Answer:
The rate of the reaction increased by a factor of 1012.32
Explanation:
Applying Arrhenius equation
ln(k₂/k₁) = Ea/R(1/T₁ - 1/T₂)
where;
k₂/k₁ is the ratio of the rates which is the factor
Ea is the activation energy = 274 kJ/mol.

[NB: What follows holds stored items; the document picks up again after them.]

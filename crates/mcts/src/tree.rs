//! Arena-allocated MCTS tree.
//!
//! Using a Vec<Node> with indices provides better cache locality
//! and simpler ownership compared to Rc<RefCell<Node>>. Parents are never
//! linked from children; each simulation records its own path.

use crate::node::{Node, NodeId};
use rand::Rng;

/// Arena-allocated MCTS tree.
///
/// Nodes are stored in a contiguous vector and referenced by index.
/// The root always sits at [`NodeId::ROOT`].
#[derive(Debug)]
pub struct Tree {
    nodes: Vec<Node>,
}

impl Tree {
    /// Create a tree holding only `root`.
    pub fn new(root: Node) -> Self {
        Self { nodes: vec![root] }
    }

    /// Get a reference to a node by ID.
    ///
    /// # Panics
    /// Panics if the NodeId is invalid.
    pub fn get(&self, id: NodeId) -> &Node {
        &self.nodes[id.0]
    }

    /// Get a mutable reference to a node by ID.
    ///
    /// # Panics
    /// Panics if the NodeId is invalid.
    pub fn get_mut(&mut self, id: NodeId) -> &mut Node {
        &mut self.nodes[id.0]
    }

    /// Attach `child` under `parent` for `column`, returning its ID.
    ///
    /// The caller guarantees `column` is a legal, unexpanded move of `parent`.
    pub fn expand(&mut self, parent: NodeId, column: usize, child: Node) -> NodeId {
        debug_assert!(self.get(parent).legal.contains(&column));
        debug_assert!(self.get(parent).child(column).is_none());

        let id = NodeId(self.nodes.len());
        self.nodes.push(child);
        self.get_mut(parent).children[column] = Some(id);
        id
    }

    /// Drop every node and start over from a fresh root.
    pub fn reset(&mut self, root: Node) {
        self.nodes.clear();
        self.nodes.push(root);
    }

    /// Get the number of nodes in the tree.
    pub fn len(&self) -> usize {
        self.nodes.len()
    }

    /// Check if the tree is empty (should never be true as root always exists).
    pub fn is_empty(&self) -> bool {
        self.nodes.is_empty()
    }

    /// Get the root node.
    pub fn root(&self) -> &Node {
        self.get(NodeId::ROOT)
    }

    /// UCB1 score of every expanded child of `id`, ascending by column.
    ///
    /// `Q` is the child's mean reward seen by the player to move at `id`:
    /// `Q + c * sqrt(ln(N_parent) / N_child)`. An unvisited child scores infinity.
    pub fn ucb_scores(&self, id: NodeId, exploration: f64) -> Vec<(usize, f64)> {
        let parent = self.get(id);
        let log_parent = (parent.stats.visits.max(1) as f64).ln();

        parent
            .expanded()
            .map(|(col, child_id)| {
                let child = &self.get(child_id).stats;
                let score = if child.visits == 0 {
                    f64::INFINITY
                } else {
                    let q = child.value_for(parent.to_move);
                    q + exploration * (log_parent / child.visits as f64).sqrt()
                };
                (col, score)
            })
            .collect()
    }

    /// Expanded child of `id` with the highest UCB1 score.
    ///
    /// Ties go to the lowest column. Returns `None` if `id` has no children.
    pub fn select_uct_child(&self, id: NodeId, exploration: f64) -> Option<(usize, NodeId)> {
        let mut best: Option<(usize, f64)> = None;
        for (col, score) in self.ucb_scores(id, exploration) {
            if best.map_or(true, |(_, best_score)| score > best_score) {
                best = Some((col, score));
            }
        }
        best.and_then(|(col, _)| self.get(id).child(col).map(|child| (col, child)))
    }

    /// Uniformly random expanded child of `id`.
    pub fn select_random_child<R: Rng>(&self, id: NodeId, rng: &mut R) -> Option<(usize, NodeId)> {
        let expanded: Vec<(usize, NodeId)> = self.get(id).expanded().collect();
        if expanded.is_empty() {
            return None;
        }
        Some(expanded[rng.gen_range(0..expanded.len())])
    }
}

T₁ is the initial temperature = 231⁰C = 504 k
T₂ is the final temperature = 293⁰C = 566 k
R is gas constant = 8.314 J/Kmol
Substituting this values into the equation above;
ln(k₂/k₁) = 274000/8.314(1/504 - 1/566)
ln(k₂/k₁) = 32956.4589 (0.00198-0.00177)
ln(k₂/k₁) = 6.92
k₂/k₁ = exp(6.92)
k₂/k₁ = 1012.32
The rate of the reaction increased by 1012.32
Answer:
By a factor of 2.25.
Explanation:
Using the Arrhenius equations for the given conditions:
k1 = A*(exp^(-Ea/(RT1))
k2 = A*(exp^(-Ea/(RT2))
T1 = 231°C
= 231 + 273.15 K
= 574.15 K
T2 = 293°C
= 293 + 273.15 K
= 566.15 K
Ea = 274 kJ mol^-1
R= 0.008314 kJ/mol.K
Now divide the second by the first:
k2/k1 = exp^(-Ea/R * (1/T2 - (1/T1))
= 0.444
2.25k2 = k1